Als es an die Umsetzung ging, wurde funktionsübergreifend ein Team mit Spezialisten aus den Bereichen Produkt, Technik, Data Science, Design und den Business Units zusammengestellt. Deren Führungskräfte waren involviert und unterstützten, wann immer sich Hindernisse auftaten. Das Team konnte sich ganz auf das Erforschen, Entwickeln und Erstellen von GenAI-Funktionen konzentrieren. Mithilfe von agilen Entwicklungsmethoden und Rapid Prototyping entwickelte es in nur 60 Tagen ein Minimum Viable Product (MVP) für My Assistant und übergab es an die Mitarbeiter.
"Donna und die anderen Manager waren tief in unsere Strategieentwicklung und Umsetzung eingebunden - einschließlich der Teilnahme an frühen Produktdemonstrationen und wöchentlichen Besprechungen", blickt Peterson zurück. Dieses Engagement habe es ermöglicht, den Fokus aufrechtzuerhalten und Hindernisse bei der Umsetzung zu beseitigen. "Ich kann gar nicht genug betonen, wie wichtig die Abstimmung mit den Führungskräften war, um unser Produktteam in die Lage zu versetzen, schnell voranzukommen und den Gegenwind abzufedern, dem wir ausgesetzt waren."
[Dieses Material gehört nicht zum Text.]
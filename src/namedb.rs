//! Persistent digest → original-name table backing the long name translation.
//!
//! Append-only and first-write-wins: once a digest has been recorded the
//! stored name is never replaced, so a surrogate directory entry stays
//! resolvable for as long as the database file exists.

use rusqlite::{params, Connection, OptionalExtension, Result as SqliteResult};
use sha2::{Digest, Sha256};
use std::path::Path;

const SCHEMA: &str = r#"
CREATE TABLE IF NOT EXISTS filename_translation (
    digest TEXT NOT NULL,
    name BLOB NOT NULL
);
CREATE INDEX IF NOT EXISTS idx_filename_translation_digest
    ON filename_translation(digest);
"#;

/// Hex digest of a path component's raw bytes.
pub fn digest_hex(raw: &[u8]) -> String {
    let mut hasher = Sha256::new();
    hasher.update(raw);
    hex::encode(hasher.finalize())
}

pub struct NameDb {
    conn: Connection,
}

impl NameDb {
    /// Open or create the database at the given path.
    pub fn open<P: AsRef<Path>>(path: P) -> SqliteResult<Self> {
        Self::setup(Connection::open(path)?)
    }

    /// In-memory database (for testing).
    pub fn in_memory() -> SqliteResult<Self> {
        Self::setup(Connection::open_in_memory()?)
    }

    fn setup(conn: Connection) -> SqliteResult<Self> {
        // journal_mode returns the resulting mode as a row, so it cannot go
        // through execute().
        conn.query_row("PRAGMA journal_mode = WAL", [], |_| Ok(()))?;
        conn.execute_batch("PRAGMA cache_size = -65536")?;
        conn.execute_batch(SCHEMA)?;
        Ok(Self { conn })
    }

    /// Digest the component and persist the pair if this digest is new.
    /// Returns the digest either way.
    pub fn record(&self, name: &[u8]) -> SqliteResult<String> {
        let digest = digest_hex(name);
        self.insert_if_absent(&digest, name)?;
        Ok(digest)
    }

    fn insert_if_absent(&self, digest: &str, name: &[u8]) -> SqliteResult<()> {
        self.conn.execute(
            "INSERT INTO filename_translation (digest, name)
             SELECT ?1, ?2
             WHERE NOT EXISTS
                 (SELECT 1 FROM filename_translation WHERE digest = ?1)",
            params![digest, name],
        )?;
        Ok(())
    }

    /// The original name recorded for a digest, if any.
    pub fn resolve(&self, digest: &str) -> SqliteResult<Option<Vec<u8>>> {
        self.conn
            .query_row(
                "SELECT name FROM filename_translation WHERE digest = ?1 LIMIT 1",
                params![digest],
                |row| row.get(0),
            )
            .optional()
    }
}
GenAI ist wie Excel in den 80er Jahren
Laut Peterson ist der Siegeszug von GenAI vergleichbar mit dem Aufkommen von Microsoft Excel in den 1980er Jahren. "Ähnlich wie die frühen Excel-User geschult werden mussten, um zu verstehen, wie man Pivot-Tabellen und VLOOKUP-Formeln nutzen kann, müssen GenAI-Nutzer das Prompting verstehen und wissen, welche Anwendungsfälle sich lohnen könnten." Wie immer bei solchen Vorhaben, sei das Change Management von größter Bedeutung.
Damit My Assistant nun auch wirklich in der Breite genutzt wird, setzt Walmart auf Demos von pragmatischen Anwendungsfällen in Town Hall Meetings und auf praktische Schulungen für Personalmanager. Diese sollen das Wissen und die Sicherheit gewinnen, um Anwendungsfälle in ihren Teams voranzutreiben.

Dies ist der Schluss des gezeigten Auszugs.